Diplomats of South Korea and Japan held working-level talks in Seoul on Thursday to discuss a protracted row surrounding the issue of Tokyo's wartime forced labor, the foreign ministry said.

Kim Jung-han, director-general for Asia and Pacific affairs, met with his Japanese counterpart, Shigeki Takizaki, who arrived in Seoul earlier in the day for the talks. The two last held talks in San Francisco in January.

"We will discuss various things between the two countries," Takizaki told reporters as he entered the foreign ministry building, adding that the new coronavirus could also be on the agenda.

Seoul and Tokyo have held a series of talks to resolve the row that intensified after Japan imposed export restrictions against Seoul last year in protest of South Korean court rulings that ordered Japanese firms to compensate victims of wartime forced labor.

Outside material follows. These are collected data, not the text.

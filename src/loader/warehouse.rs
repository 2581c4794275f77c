//! Warehouse loader: run a SQL query and return its result set.

use crate::config::{FileLoadingConfig, WarehouseConfig};
use crate::error::LoadError;
use crate::table::Table;

/// Something that can execute a query. Implementations own their connection settings.
pub trait Warehouse {
    fn execute(&self, query: &str) -> Result<Table, LoadError>;
}

/// Warehouse backed by the Polars SQL engine over the CSV tables listed in
/// `[warehouse.tables]`. Each query registers the tables fresh, so a source
/// that disappears surfaces as a connection error.
pub struct SqlWarehouse {
    config: WarehouseConfig,
    file_loading: FileLoadingConfig,
}

impl SqlWarehouse {
    pub fn new(config: WarehouseConfig, file_loading: FileLoadingConfig) -> Self {
        Self {
            config,
            file_loading,
        }
    }

    pub fn table_names(&self) -> Vec<&str> {
        self.config.tables.keys().map(String::as_str).collect()
    }

    #[cfg(feature = "sql")]
    fn run(&self, query: &str) -> Result<Table, LoadError> {
        use crate::error_display::user_message_from_polars;
        use crate::loader::csv::load_csv_path;
        use polars::prelude::IntoLazy;
        use polars_sql::SQLContext;

        let mut ctx = SQLContext::new();
        for (name, path) in &self.config.tables {
            let table = load_csv_path(path, &self.file_loading)
                .map_err(|e| LoadError::Connection(format!("table '{}': {}", name, e)))?;
            ctx.register(name, table.into_frame().lazy());
        }

        let df = ctx
            .execute(query)
            .and_then(|lf| lf.collect())
            .map_err(|e| LoadError::Query(user_message_from_polars(&e)))?;
        Ok(Table::new(df))
    }

    #[cfg(not(feature = "sql"))]
    fn run(&self, _query: &str) -> Result<Table, LoadError> {
        Err(LoadError::Connection(
            "SQL support is not enabled in this build".to_string(),
        ))
    }
}

impl Warehouse for SqlWarehouse {
    fn execute(&self, query: &str) -> Result<Table, LoadError> {
        let query = query.trim();
        if query.is_empty() {
            return Err(LoadError::Query("query is empty".to_string()));
        }
        if self.config.tables.is_empty() {
            return Err(LoadError::Connection(
                "no warehouse tables are configured; add them under [warehouse.tables] in config.toml"
                    .to_string(),
            ));
        }
        tracing::debug!(tables = self.config.tables.len(), "executing warehouse query");
        self.run(query)
    }
}

#[cfg(all(test, feature = "sql"))]
mod tests {
    use super::*;
    use std::io::Write;

    fn warehouse_with(dir: &std::path::Path) -> SqlWarehouse {
        let path = dir.join("sales.csv");
        let mut file = std::fs::File::create(&path).unwrap();
        writeln!(file, "category,value").unwrap();
        writeln!(file, "A,100").unwrap();
        writeln!(file, "B,150").unwrap();
        writeln!(file, "A,50").unwrap();

        let mut config = WarehouseConfig::default();
        config.tables.insert("MY_TABLE".to_string(), path);
        SqlWarehouse::new(config, FileLoadingConfig::default())
    }

    #[test]
    fn runs_query_over_registered_tables() {
        let dir = tempfile::tempdir().unwrap();
        let warehouse = warehouse_with(dir.path());
        let table = warehouse
            .execute("SELECT * FROM MY_TABLE WHERE value > 60")
            .unwrap();
        assert_eq!(table.row_count(), 2);
        assert_eq!(table.column_names(), vec!["category", "value"]);
    }

    #[test]
    fn bad_sql_is_a_query_error() {
        let dir = tempfile::tempdir().unwrap();
        let warehouse = warehouse_with(dir.path());
        assert!(matches!(
            warehouse.execute("SELECT * FROM NOT_THERE"),
            Err(LoadError::Query(_))
        ));
        assert!(matches!(warehouse.execute("   "), Err(LoadError::Query(_))));
    }

    #[test]
    fn missing_source_is_a_connection_error() {
        let mut config = WarehouseConfig::default();
        assert!(matches!(
            SqlWarehouse::new(config.clone(), FileLoadingConfig::default()).execute("SELECT 1"),
            Err(LoadError::Connection(_))
        ));

        config
            .tables
            .insert("T".to_string(), "/nonexistent/t.csv".into());
        assert!(matches!(
            SqlWarehouse::new(config, FileLoadingConfig::default()).execute("SELECT * FROM T"),
            Err(LoadError::Connection(_))
        ));
    }
}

But little progress has been made as the two sides remain far apart. South Korea wants Japan to retract the export controls, saying that the wartime issues cannot proceed without respecting the top court's decisions on the victims.

Japan has insisted all reparation issues regarding the 1910-45 colonial period were settled in a 1965 accord that normalized their ties.

During a press conference earlier in the day, Foreign Minister Kang Kyung-wha warned that Seoul could revive its now-suspended decision to end a military intelligence-sharing pact with Japan unless Tokyo does withdraws the export restrictions.

The South had earlier decided to terminate the General Security of Military Information Agreement (GSOMIA) in a tit-for-tat move against the export curbs but put the termination decision on hold at the last minute in November after Japan agreed to resolve the row through negotiations.

Kang also made it clear that the government is not in the position to intervene in or predict the victims' plan to liquidate Japanese firms' local assets as a way to get compensation, but has to prepare for every possible scenario.

"If the assets were liquidated, the government's diplomatic strategy and response cannot help but change," she said. (Yonhap)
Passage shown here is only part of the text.